▶ _Your goal_
Write out, word for word, every line in the data below from the one containing "Some(r) if *r >" to the one containing "to bars 1..n.", both of them included.

▶ _Records for the task_
:::::
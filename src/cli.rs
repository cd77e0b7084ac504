//! Command-line interface for the market characterization toolkit.

use sextant::backtest::WalkForward;
use sextant::config::AnalyzerConfig;
use sextant::data::{load_csv, resample, save_csv, DataConfig, DataQuality, ResampleRule};
use sextant::error::Result;
use sextant::periods::{PeriodAggregator, PeriodReport};
use sextant::report;
use sextant::significance::{PeriodSignificance, SignificanceTester};
use sextant::timeframe::TimeframeAnalyzer;
use sextant::trend::{TrendDetector, TrendReport, WindowReport};
use sextant::types::Bar;
use sextant::PeriodType;

use clap::{Parser, Subcommand, ValueEnum};
use std::fs;
use std::path::PathBuf;
use tracing::{info, Level};
use tracing_subscriber::FmtSubscriber;

/// Sextant - market characterization for OHLCV series.
#[derive(Parser)]
#[command(name = "sextant")]
#[command(version)]
#[command(about = "Timeframe screening and time-of-day trend analysis for OHLCV data")]
#[command(long_about = None)]
pub struct Cli {
    /// Verbosity level
    #[arg(short, long, action = clap::ArgAction::Count)]
    pub verbose: u8,

    /// Output format
    #[arg(short, long, value_enum, default_value = "text")]
    pub output: OutputFormat,

    #[command(subcommand)]
    pub command: Commands,
}

#[derive(Subcommand)]
pub enum Commands {
    /// Rank candidate timeframes by cost/volatility trade-off
    Timeframes {
        /// Path to CSV data file
        #[arg(short, long)]
        data: PathBuf,

        /// Path to TOML configuration file
        #[arg(short, long)]
        config: Option<PathBuf>,

        /// Also run the walk-forward backtest on each ranked timeframe
        #[arg(short = 'w', long)]
        walk_forward: bool,
    },

    /// Detect trend windows and their calendar concentration
    Trends {
        /// Path to CSV data file
        #[arg(short, long)]
        data: PathBuf,

        /// Path to TOML configuration file
        #[arg(short, long)]
        config: Option<PathBuf>,

        /// Window size (minutes) used for period aggregation; defaults to
        /// the first configured window
        #[arg(short = 'W', long)]
        window: Option<u32>,
    },

    /// Run the full pipeline and optionally export a report bundle
    Analyze {
        /// Path to CSV data file
        #[arg(short, long)]
        data: PathBuf,

        /// Path to TOML configuration file
        #[arg(short, long)]
        config: Option<PathBuf>,

        /// Directory to write CSV/JSON/Markdown exports into
        #[arg(short, long)]
        export: Option<PathBuf>,
    },

    /// Resample a CSV file to a coarser bar size
    Resample {
        /// Path to CSV data file
        #[arg(short, long)]
        data: PathBuf,

        /// Target bar size label, e.g. 5m, 1h, 1d
        #[arg(short, long)]
        rule: String,

        /// Output CSV path
        #[arg(short = 'O', long)]
        out: PathBuf,
    },

    /// Validate a data file and report gaps and coverage
    Validate {
        /// Path to CSV data file
        #[arg(short, long)]
        data: PathBuf,
    },

    /// Generate an example configuration file
    Init {
        /// Output path for config file
        #[arg(short = 'O', long, default_value = "sextant.toml")]
        output: PathBuf,
    },
}

#[derive(Copy, Clone, PartialEq, Eq, ValueEnum)]
pub enum OutputFormat {
    Text,
    Json,
    Csv,
}

impl Cli {
    /// Initialize logging based on verbosity level.
    pub fn init_logging(&self) {
        let level = match self.verbose {
            0 => Level::WARN,
            1 => Level::INFO,
            2 => Level::DEBUG,
            _ => Level::TRACE,
        };

        let subscriber = FmtSubscriber::builder()
            .with_max_level(level)
            .with_target(false)
            .finish();

        tracing::subscriber::set_global_default(subscriber)
            .expect("Failed to set tracing subscriber");
    }
}

/// Run the CLI application.
pub fn run() -> Result<()> {
    let cli = Cli::parse();
    cli.init_logging();

    match &cli.command {
        Commands::Timeframes {
            data,
            config,
            walk_forward,
        } => run_timeframes(data, config, *walk_forward, cli.output),

        Commands::Trends {
            data,
            config,
            window,
        } => run_trends(data, config, *window, cli.output),

        Commands::Analyze {
            data,
            config,
            export,
        } => run_analyze(data, config, export.as_deref()),

        Commands::Resample { data, rule, out } => run_resample(data, rule, out),

        Commands::Validate { data } => validate_data(data),

        Commands::Init { output } => init_config(output),
    }
}

fn load_config(path: &Option<PathBuf>) -> Result<AnalyzerConfig> {
    match path {
        Some(path) => AnalyzerConfig::load(path),
        None => Ok(AnalyzerConfig::default()),
    }
}

fn load_bars(path: &PathBuf) -> Result<Vec<Bar>> {
    info!("Loading data from: {}", path.display());
    load_csv(path, &DataConfig::default())
}

fn run_timeframes(
    data_path: &PathBuf,
    config_path: &Option<PathBuf>,
    walk_forward: bool,
    output: OutputFormat,
) -> Result<()> {
    let config = load_config(config_path)?;
    let bars = load_bars(data_path)?;

    let tf_report = TimeframeAnalyzer::new(&config).analyze(&bars)?;

    match output {
        OutputFormat::Text => println!("{}", report::timeframe_table(&tf_report)),
        OutputFormat::Json => println!("{}", serde_json::to_string_pretty(&tf_report)?),
        OutputFormat::Csv => print!("{}", report::timeframes_csv(&tf_report)),
    }

    if walk_forward {
        let wf = WalkForward::new(&config);
        for row in &tf_report.rows {
            let rule = ResampleRule::from_label(&row.timeframe)?;
            let closes: Vec<f64> = resample(&bars, rule).iter().map(|b| b.close).collect();
            let wf_report = wf.run(&closes, row.bars_per_year);
            match output {
                OutputFormat::Json => {
                    println!("{}", serde_json::to_string_pretty(&wf_report)?)
                }
                _ => println!("{}", report::walkforward_table(&row.timeframe, &wf_report)),
            }
        }
    }

    Ok(())
}

/// The window report used for period aggregation: the requested size, or
/// the first one that produced records.
fn pick_window<'a>(trend: &'a TrendReport, requested: Option<u32>) -> Option<&'a WindowReport> {
    match requested {
        Some(minutes) => trend.windows.iter().find(|w| w.window_minutes == minutes),
        None => trend.windows.iter().find(|w| !w.records.is_empty()),
    }
}

fn run_trends(
    data_path: &PathBuf,
    config_path: &Option<PathBuf>,
    window: Option<u32>,
    output: OutputFormat,
) -> Result<()> {
    let config = load_config(config_path)?;
    let bars = load_bars(data_path)?;

    let trend_report = TrendDetector::new(&config).detect(&bars)?;
    let (periods, significance) = aggregate_and_test(&config, &trend_report, window)?;

    match output {
        OutputFormat::Text | OutputFormat::Csv => {
            if let Some(periods) = &periods {
                println!("{}", report::period_tables(periods));
                println!("{}", report::heatmap_ascii(periods));
            } else {
                println!("No trend windows available for period aggregation");
            }
            for skip in &trend_report.skipped {
                println!("not evaluated: {}m ({})", skip.window_minutes, skip.reason);
            }
            if !significance.is_empty() {
                println!("{}", report::significance_table(&significance));
            }
        }
        OutputFormat::Json => {
            let combined = serde_json::json!({
                "trend": trend_report,
                "periods": periods,
                "significance": significance,
            });
            println!("{}", serde_json::to_string_pretty(&combined)?);
        }
    }

    Ok(())
}

fn aggregate_and_test(
    config: &AnalyzerConfig,
    trend: &TrendReport,
    window: Option<u32>,
) -> Result<(Option<PeriodReport>, Vec<PeriodSignificance>)> {
    let Some(window_report) = pick_window(trend, window) else {
        return Ok((None, Vec::new()));
    };

    let periods = PeriodAggregator::new(config).aggregate(&window_report.records)?;

    let tester = SignificanceTester::new(config);
    let mut significance = Vec::new();
    for period_type in [PeriodType::Hour, PeriodType::Weekday, PeriodType::Month] {
        significance.push(tester.evaluate(&window_report.records, period_type)?);
    }

    Ok((Some(periods), significance))
}

fn run_analyze(
    data_path: &PathBuf,
    config_path: &Option<PathBuf>,
    export: Option<&std::path::Path>,
) -> Result<()> {
    let config = load_config(config_path)?;
    let bars = load_bars(data_path)?;

    let tf_report = TimeframeAnalyzer::new(&config).analyze(&bars)?;
    println!("{}", report::timeframe_table(&tf_report));

    let wf = WalkForward::new(&config);
    for row in &tf_report.rows {
        let rule = ResampleRule::from_label(&row.timeframe)?;
        let closes: Vec<f64> = resample(&bars, rule).iter().map(|b| b.close).collect();
        let wf_report = wf.run(&closes, row.bars_per_year);
        if !wf_report.folds.is_empty() {
            println!("{}", report::walkforward_table(&row.timeframe, &wf_report));
        }
    }

    let trend_report = TrendDetector::new(&config).detect(&bars)?;
    let (periods, significance) = aggregate_and_test(&config, &trend_report, None)?;
    if let Some(periods) = &periods {
        println!("{}", report::period_tables(periods));
        println!("{}", report::heatmap_ascii(periods));
    }
    if !significance.is_empty() {
        println!("{}", report::significance_table(&significance));
    }

    if let Some(dir) = export {
        fs::create_dir_all(dir)?;
        report::export_timeframes_csv(&tf_report, dir.join("timeframes.csv"))?;
        report::export_json(&tf_report, dir.join("timeframes.json"))?;
        report::export_json(&trend_report, dir.join("trend.json"))?;
        if let Some(periods) = &periods {
            report::export_json(periods, dir.join("periods.json"))?;
        }
        report::export_json(&significance, dir.join("significance.json"))?;
        report::export_markdown(
            dir.join("report.md"),
            &tf_report,
            Some(&trend_report),
            periods.as_ref(),
            &significance,
        )?;
        println!("Exported report bundle to {}", dir.display());
    }

    Ok(())
}

fn run_resample(data_path: &PathBuf, rule: &str, out: &PathBuf) -> Result<()> {
    let rule = ResampleRule::from_label(rule)?;
    let bars = load_bars(data_path)?;
    let resampled = resample(&bars, rule);
    save_csv(out, &resampled)?;
    println!(
        "Resampled {} bars to {} {} bars: {}",
        bars.len(),
        resampled.len(),
        rule,
        out.display()
    );
    Ok(())
}

fn validate_data(data_path: &PathBuf) -> Result<()> {
    println!("Validating data file: {}", data_path.display());

    let bars = load_csv(data_path, &DataConfig::default())?;
    let quality = DataQuality::assess(&bars)?;

    println!("\nData Summary:");
    println!("  Rows: {}", quality.total_bars);
    println!("  Start: {}", quality.start);
    println!("  End: {}", quality.end);
    println!("  Bar spacing: {}s", quality.bar_spacing_secs);
    println!("  Coverage: {:.1}%", quality.coverage() * 100.0);
    println!("  Gaps: {}", quality.gaps.len());
    for gap in quality.gaps.iter().take(10) {
        println!("    {} -> {} ({} bars)", gap.from, gap.to, gap.missing_bars);
    }
    if quality.gaps.len() > 10 {
        println!("    ... and {} more", quality.gaps.len() - 10);
    }

    println!("\nValidation: PASSED");
    Ok(())
}

fn init_config(output: &PathBuf) -> Result<()> {
    let example = AnalyzerConfig::example();
    fs::write(output, example)?;
    println!("Created example configuration file: {}", output.display());
    println!("\nEdit this file to customize the analysis, then run:");
    println!("  sextant analyze -d data.csv -c {}", output.display());
    Ok(())
}

#[cfg(test)]
mod tests {
    use super::*;

    #[test]
    fn test_cli_parse_timeframes() {
        let cli = Cli::try_parse_from(["sextant", "timeframes", "-d", "test.csv", "-w"]);
        assert!(cli.is_ok());
    }

    #[test]
    fn test_cli_parse_trends_with_window() {
        let cli = Cli::try_parse_from(["sextant", "trends", "-d", "test.csv", "-W", "240"]);
        assert!(cli.is_ok());
    }

    #[test]
    fn test_cli_parse_init() {
        let cli = Cli::try_parse_from(["sextant", "init"]);
        assert!(cli.is_ok());
    }
}
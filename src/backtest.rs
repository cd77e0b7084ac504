//! Walk-forward strategy evaluation.
//!
//! A deliberately small strategy set (moving-average crossover and RSI
//! reversion) is grid-searched on each training window and the winner is
//! scored on the following out-of-sample window. The point is not to find a
//! tradable edge but to measure whether a timeframe rewards simple signals
//! after costs.

use crate::config::AnalyzerConfig;
use crate::stats;
use rayon::prelude::*;
use serde::Serialize;
use tracing::debug;

/// Folds with a training window shorter than this are skipped.
const MIN_TRAIN_BARS: usize = 200;
/// Folds with a test window shorter than this are skipped.
const MIN_TEST_BARS: usize = 100;

const RSI_OVERSOLD: f64 = 30.0;
const RSI_OVERBOUGHT: f64 = 70.0;

/// A candidate strategy parameterization.
#[derive(Debug, Clone, Copy, PartialEq, Eq, Serialize)]
pub enum Strategy {
    /// Long when the fast moving average is above the slow one.
    MaCross { fast: usize, slow: usize },
    /// Long oversold, short overbought.
    RsiReversion { period: usize },
}

impl std::fmt::Display for Strategy {
    fn fmt(&self, f: &mut std::fmt::Formatter<'_>) -> std::fmt::Result {
        match self {
            Strategy::MaCross { fast, slow } => write!(f, "ma({}/{})", fast, slow),
            Strategy::RsiReversion { period } => write!(f, "rsi({})", period),
        }
    }
}

/// Simple moving average aligned to the input; entry i is defined once
/// `period` values exist.
fn sma_series(closes: &[f64], period: usize) -> Vec<Option<f64>> {
    let mut out = vec![None; closes.len()];
    if period == 0 || closes.len() < period {
        return out;
    }
    let mut sum: f64 = closes[..period].iter().sum();
    out[period - 1] = Some(sum / period as f64);
    for i in period..closes.len() {
        sum += closes[i] - closes[i - period];
        out[i] = Some(sum / period as f64);
    }
    out
}

/// RSI from simple rolling means of up and down moves.
fn rsi_series(closes: &[f64], period: usize) -> Vec<Option<f64>> {
    let mut out = vec![None; closes.len()];
    if period == 0 || closes.len() < period + 1 {
        return out;
    }
    let ups: Vec<f64> = closes.windows(2).map(|w| (w[1] - w[0]).max(0.0)).collect();
    let downs: Vec<f64> = closes.windows(2).map(|w| (w[0] - w[1]).max(0.0)).collect();

    let mut up_sum: f64 = ups[..period].iter().sum();
    let mut down_sum: f64 = downs[..period].iter().sum();
    for i in period..closes.len() {
        if i > period {
            up_sum += ups[i - 1] - ups[i - period - 1];
            down_sum += downs[i - 1] - downs[i - period - 1];
        }
        let rs = (up_sum / period as f64) / (down_sum / period as f64 + 1e-12);
        out[i] = Some(100.0 - 100.0 / (1.0 + rs));
    }
    out
}

/// Target position per bar: +1, -1 or 0 (flat wherever the signal is
/// undefined).
pub fn positions(closes: &[f64], strategy: Strategy) -> Vec<i8> {
    match strategy {
        Strategy::MaCross { fast, slow } => {
            let fast_ma = sma_series(closes, fast);
            let slow_ma = sma_series(closes, slow);
            fast_ma
                .iter()
                .zip(&slow_ma)
                .map(|(f, s)| match (f, s) {
                    (Some(f), Some(s)) if f > s => 1,
                    (Some(f), Some(s)) if f < s => -1,
                    _ => 0,
                })
                .collect()
        }
        Strategy::RsiReversion { period } => rsi_series(closes, period)
            .iter()
            .map(|r| match r {
                Some(r) if *r < RSI_OVERSOLD => 1,
                Some(r) if *r > RSI_OVERBOUGHT => -1,
                _ => 0,
            })
            .collect(),
    }
}

/// Net per-bar returns: the previous bar's position earns this bar's simple
/// return, and every unit of position change pays the one-way cost. The
/// output is aligned to bars 1..n.
pub fn net_returns(closes: &[f64], positions: &[i8], one_way_cost: f64) -> Vec<f64> {
    let mut out = Vec::with_capacity(closes.len().saturating_sub(1));
    for t in 1..closes.len() {
        let ret = if closes[t - 1] != 0.0 {
            closes[t] / closes[t - 1] - 1.0
        } else {
            0.0
        };
        let turnover = (positions[t] as i32 - positions[t - 1] as i32).abs() as f64;
        out.push(positions[t - 1] as f64 * ret - turnover * one_way_cost);
    }
    out
}

/// Performance summary of one return stream.
#[derive(Debug, Clone, Serialize)]
pub struct BacktestMetrics {
    pub sharpe: Option<f64>,
    pub ann_return: Option<f64>,
    /// Largest peak-to-trough equity drop, as a non-positive fraction.
    pub max_drawdown: f64,
    /// Gross profit over gross loss; +inf with gains and no losses, None
    /// with neither.
    pub profit_factor: Option<f64>,
    /// Share of nonzero-return bars that gained. None when every bar was
    /// flat.
    pub hit_rate: Option<f64>,
    pub trades_per_year: f64,
    /// Mean position change per bar, in position units.
    pub avg_turnover: f64,
    pub n_bars: usize,
}

/// Score a net return stream. `positions` must cover the same bars plus the
/// bar before the first return.
pub fn compute_metrics(net: &[f64], positions: &[i8], bars_per_year: f64) -> BacktestMetrics {
    let n = net.len();

    let sharpe = match (stats::mean(net), stats::std_dev(net)) {
        (Some(m), Some(s)) if s > 0.0 => Some(m / s * bars_per_year.sqrt()),
        _ => None,
    };

    let mut equity = 1.0f64;
    let mut peak = 1.0f64;
    let mut max_drawdown = 0.0f64;
    for r in net {
        equity *= 1.0 + r;
        peak = peak.max(equity);
        if peak > 0.0 {
            max_drawdown = max_drawdown.min(equity / peak - 1.0);
        }
    }

    let ann_return = if n > 0 && equity > 0.0 {
        Some(equity.powf(bars_per_year / n as f64) - 1.0)
    } else {
        None
    };

    let gross_profit: f64 = net.iter().filter(|r| **r > 0.0).sum();
    let gross_loss: f64 = -net.iter().filter(|r| **r < 0.0).sum::<f64>();
    let profit_factor = if gross_loss > 0.0 {
        Some(gross_profit / gross_loss)
    } else if gross_profit > 0.0 {
        Some(f64::INFINITY)
    } else {
        None
    };

    let wins = net.iter().filter(|r| **r > 0.0).count();
    let losses = net.iter().filter(|r| **r < 0.0).count();
    let hit_rate = if wins + losses > 0 {
        Some(wins as f64 / (wins + losses) as f64)
    } else {
        None
    };

    let turnover: i64 = positions
        .windows(2)
        .map(|w| (w[1] as i64 - w[0] as i64).abs())
        .sum();
    let (trades_per_year, avg_turnover) = if n > 0 {
        (
            turnover as f64 / 2.0 * bars_per_year / n as f64,
            turnover as f64 / n as f64,
        )
    } else {
        (0.0, 0.0)
    };

    BacktestMetrics {
        sharpe,
        ann_return,
        max_drawdown,
        profit_factor,
        hit_rate,
        trades_per_year,
        avg_turnover,
        n_bars: n,
    }
}

/// One out-of-sample fold.
#[derive(Debug, Clone, Serialize)]
pub struct FoldResult {
    pub fold: usize,
    /// Grid winner on the training window.
    pub strategy: Strategy,
    pub train_sharpe: f64,
    pub test: BacktestMetrics,
}

/// Walk-forward output: per-fold results and their averages.
#[derive(Debug, Clone, Serialize)]
pub struct WalkForwardReport {
    pub folds: Vec<FoldResult>,
    pub avg_sharpe: Option<f64>,
    pub avg_ann_return: Option<f64>,
    pub avg_max_drawdown: Option<f64>,
    pub avg_hit_rate: Option<f64>,
    pub avg_trades_per_year: Option<f64>,
}

/// Runs the walk-forward evaluation for one close series.
pub struct WalkForward<'a> {
    config: &'a AnalyzerConfig,
    one_way_cost: f64,
}

impl<'a> WalkForward<'a> {
    pub fn new(config: &'a AnalyzerConfig) -> Self {
        let one_way_cost = config.costs.one_way_cost(config.analysis.market_type);
        Self {
            config,
            one_way_cost,
        }
    }

    /// All candidate strategies. Crossover pairs where the slow period does
    /// not exceed the fast one are dropped.
    fn grid(&self) -> Vec<Strategy> {
        let bt = &self.config.backtest;
        let mut grid = Vec::new();
        for &fast in &bt.fast_periods {
            for &slow in &bt.slow_periods {
                if slow > fast {
                    grid.push(Strategy::MaCross { fast, slow });
                }
            }
        }
        for &period in &bt.rsi_periods {
            grid.push(Strategy::RsiReversion { period });
        }
        grid
    }

    /// Highest-Sharpe strategy on a window. None when no candidate produces
    /// a defined Sharpe ratio.
    fn best_on(&self, closes: &[f64], bars_per_year: f64) -> Option<(Strategy, f64)> {
        self.grid()
            .par_iter()
            .filter_map(|&strategy| {
                let pos = positions(closes, strategy);
                let net = net_returns(closes, &pos, self.one_way_cost);
                let metrics = compute_metrics(&net, &pos, bars_per_year);
                metrics.sharpe.map(|s| (strategy, s))
            })
            .max_by(|a, b| a.1.partial_cmp(&b.1).unwrap_or(std::cmp::Ordering::Equal))
    }

    /// Run the walk-forward over a close series. Windows advance by the
    /// test length; folds that are too short to be meaningful are skipped.
    pub fn run(&self, closes: &[f64], bars_per_year: f64) -> WalkForwardReport {
        let n = closes.len();
        let train_len = (n as f64 * self.config.backtest.train_ratio) as usize;
        let test_len = (n as f64 * self.config.backtest.test_ratio) as usize;

        let mut folds = Vec::new();
        let mut start = 0;
        let mut fold_idx = 0;
        while start + train_len + test_len <= n {
            fold_idx += 1;
            if train_len < MIN_TRAIN_BARS || test_len < MIN_TEST_BARS {
                debug!(
                    "Skipping fold {}: train {} / test {} below minimums",
                    fold_idx, train_len, test_len
                );
                start += test_len.max(1);
                continue;
            }

            let train = &closes[start..start + train_len];
            if let Some((strategy, train_sharpe)) = self.best_on(train, bars_per_year) {
                // Signals see the whole window so the test region starts
                // with warmed-up indicators; only test returns are scored.
                let window = &closes[start..start + train_len + test_len];
                let pos = positions(window, strategy);
                let net = net_returns(window, &pos, self.one_way_cost);
                let test_net = &net[net.len() - test_len..];
                let test_pos = &pos[pos.len() - test_len - 1..];
                let test = compute_metrics(test_net, test_pos, bars_per_year);

                folds.push(FoldResult {
                    fold: fold_idx,
                    strategy,
                    train_sharpe,
                    test,
                });
            } else {
                debug!("Skipping fold {}: no strategy produced a Sharpe", fold_idx);
            }

            start += test_len;
        }

        let avg = |f: &dyn Fn(&FoldResult) -> Option<f64>| -> Option<f64> {
            let vals: Vec<f64> = folds.iter().filter_map(|r| f(r)).collect();
            stats::mean(&vals)
        };

        WalkForwardReport {
            avg_sharpe: avg(&|r| r.test.sharpe),
            avg_ann_return: avg(&|r| r.test.ann_return),
            avg_max_drawdown: avg(&|r| Some(r.test.max_drawdown)),
            avg_hit_rate: avg(&|r| r.test.hit_rate),
            avg_trades_per_year: avg(&|r| Some(r.test.trades_per_year)),
            folds,
        }
    }
}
:::::
▶ _Finished task_
                Some(r) if *r > RSI_OVERBOUGHT => -1,
                _ => 0,
            })
            .collect(),
    }
}

/// Net per-bar returns: the previous bar's position earns this bar's simple
/// return, and every unit of position change pays the one-way cost. The
/// output is aligned to bars 1..n.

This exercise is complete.